Work task>
Look through the listing below and report how many lines contain "enum", as a bare number.

Data extracts>
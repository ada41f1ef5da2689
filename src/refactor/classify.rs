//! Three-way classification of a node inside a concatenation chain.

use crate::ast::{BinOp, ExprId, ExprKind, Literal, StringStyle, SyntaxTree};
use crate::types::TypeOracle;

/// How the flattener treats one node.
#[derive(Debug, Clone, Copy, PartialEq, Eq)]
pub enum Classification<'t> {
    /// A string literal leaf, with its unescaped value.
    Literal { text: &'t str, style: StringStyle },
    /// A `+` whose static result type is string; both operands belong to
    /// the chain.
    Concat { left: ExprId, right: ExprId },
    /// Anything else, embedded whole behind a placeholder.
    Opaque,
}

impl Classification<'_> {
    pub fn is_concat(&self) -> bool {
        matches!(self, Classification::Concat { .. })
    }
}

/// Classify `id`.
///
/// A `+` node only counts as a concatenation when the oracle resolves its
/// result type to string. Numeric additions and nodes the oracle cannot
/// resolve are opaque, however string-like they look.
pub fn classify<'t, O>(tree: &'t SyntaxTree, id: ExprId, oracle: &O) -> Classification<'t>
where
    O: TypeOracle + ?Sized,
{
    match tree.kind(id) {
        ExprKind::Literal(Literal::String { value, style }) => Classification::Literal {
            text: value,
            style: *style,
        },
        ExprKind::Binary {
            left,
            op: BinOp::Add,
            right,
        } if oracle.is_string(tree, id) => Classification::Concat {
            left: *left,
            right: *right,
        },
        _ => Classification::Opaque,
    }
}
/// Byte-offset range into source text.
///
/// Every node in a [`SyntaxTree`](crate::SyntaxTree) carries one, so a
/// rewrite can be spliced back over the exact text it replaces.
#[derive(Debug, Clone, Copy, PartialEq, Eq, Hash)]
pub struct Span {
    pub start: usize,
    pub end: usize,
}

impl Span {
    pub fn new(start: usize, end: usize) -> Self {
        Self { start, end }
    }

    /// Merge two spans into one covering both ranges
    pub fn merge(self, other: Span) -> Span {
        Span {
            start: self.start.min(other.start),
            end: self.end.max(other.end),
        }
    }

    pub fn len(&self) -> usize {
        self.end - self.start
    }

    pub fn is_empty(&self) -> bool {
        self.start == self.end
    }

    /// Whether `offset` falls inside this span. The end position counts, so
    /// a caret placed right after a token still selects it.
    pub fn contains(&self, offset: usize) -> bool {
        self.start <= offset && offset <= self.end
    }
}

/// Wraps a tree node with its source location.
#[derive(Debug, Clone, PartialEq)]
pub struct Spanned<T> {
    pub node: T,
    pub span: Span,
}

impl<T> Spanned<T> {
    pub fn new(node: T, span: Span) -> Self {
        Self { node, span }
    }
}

* * *

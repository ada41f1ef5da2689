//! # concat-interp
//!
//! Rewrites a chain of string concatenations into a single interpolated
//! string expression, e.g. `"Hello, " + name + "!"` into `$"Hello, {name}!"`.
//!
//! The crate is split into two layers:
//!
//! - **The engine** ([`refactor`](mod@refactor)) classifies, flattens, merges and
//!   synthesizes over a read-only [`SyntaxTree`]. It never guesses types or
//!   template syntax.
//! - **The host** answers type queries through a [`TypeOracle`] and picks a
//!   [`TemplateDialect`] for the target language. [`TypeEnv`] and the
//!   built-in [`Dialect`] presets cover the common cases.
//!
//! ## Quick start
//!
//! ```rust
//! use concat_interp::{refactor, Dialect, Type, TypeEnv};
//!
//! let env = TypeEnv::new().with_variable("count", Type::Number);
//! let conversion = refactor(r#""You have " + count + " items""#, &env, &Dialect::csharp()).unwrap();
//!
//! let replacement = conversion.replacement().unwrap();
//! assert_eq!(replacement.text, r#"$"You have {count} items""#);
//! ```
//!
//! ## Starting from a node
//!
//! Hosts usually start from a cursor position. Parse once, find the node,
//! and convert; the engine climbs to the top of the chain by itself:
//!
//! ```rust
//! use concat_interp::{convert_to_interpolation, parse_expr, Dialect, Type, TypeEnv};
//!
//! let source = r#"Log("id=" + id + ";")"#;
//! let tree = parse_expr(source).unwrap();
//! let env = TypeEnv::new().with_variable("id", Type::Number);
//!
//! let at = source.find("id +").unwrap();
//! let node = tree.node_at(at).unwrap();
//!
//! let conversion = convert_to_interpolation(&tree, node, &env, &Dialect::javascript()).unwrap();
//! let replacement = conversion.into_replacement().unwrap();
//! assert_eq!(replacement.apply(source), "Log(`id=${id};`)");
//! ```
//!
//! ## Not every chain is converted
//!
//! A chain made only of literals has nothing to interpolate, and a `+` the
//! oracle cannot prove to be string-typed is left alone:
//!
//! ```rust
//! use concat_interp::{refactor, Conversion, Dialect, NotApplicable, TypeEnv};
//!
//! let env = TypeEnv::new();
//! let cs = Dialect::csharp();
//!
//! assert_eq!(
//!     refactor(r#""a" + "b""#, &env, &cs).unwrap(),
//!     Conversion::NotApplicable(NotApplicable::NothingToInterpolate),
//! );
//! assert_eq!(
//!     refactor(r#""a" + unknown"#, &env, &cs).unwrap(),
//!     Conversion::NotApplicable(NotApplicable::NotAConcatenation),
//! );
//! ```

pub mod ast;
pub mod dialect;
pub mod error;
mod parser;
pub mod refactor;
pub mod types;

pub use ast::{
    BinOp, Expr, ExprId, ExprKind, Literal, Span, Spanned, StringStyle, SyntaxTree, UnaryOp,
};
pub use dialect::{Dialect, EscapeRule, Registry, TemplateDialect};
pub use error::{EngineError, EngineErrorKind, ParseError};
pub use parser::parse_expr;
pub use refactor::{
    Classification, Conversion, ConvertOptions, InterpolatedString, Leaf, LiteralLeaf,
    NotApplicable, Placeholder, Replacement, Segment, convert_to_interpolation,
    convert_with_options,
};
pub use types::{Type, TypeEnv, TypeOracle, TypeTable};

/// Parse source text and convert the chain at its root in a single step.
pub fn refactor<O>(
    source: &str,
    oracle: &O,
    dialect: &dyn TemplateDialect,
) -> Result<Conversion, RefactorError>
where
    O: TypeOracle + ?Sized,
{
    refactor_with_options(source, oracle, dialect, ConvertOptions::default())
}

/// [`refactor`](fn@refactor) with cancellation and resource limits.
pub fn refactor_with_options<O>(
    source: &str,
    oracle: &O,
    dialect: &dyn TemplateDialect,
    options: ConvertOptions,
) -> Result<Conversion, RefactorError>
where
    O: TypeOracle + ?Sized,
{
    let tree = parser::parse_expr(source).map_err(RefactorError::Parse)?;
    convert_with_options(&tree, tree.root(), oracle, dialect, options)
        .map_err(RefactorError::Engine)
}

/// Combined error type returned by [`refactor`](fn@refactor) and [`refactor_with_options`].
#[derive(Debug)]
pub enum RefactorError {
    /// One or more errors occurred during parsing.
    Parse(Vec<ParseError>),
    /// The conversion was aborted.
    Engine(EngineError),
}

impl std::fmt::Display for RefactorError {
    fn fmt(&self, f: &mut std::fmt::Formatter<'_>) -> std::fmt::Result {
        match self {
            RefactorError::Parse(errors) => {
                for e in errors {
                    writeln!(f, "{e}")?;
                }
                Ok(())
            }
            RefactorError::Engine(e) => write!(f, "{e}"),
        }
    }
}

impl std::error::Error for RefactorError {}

Solution to this task>
2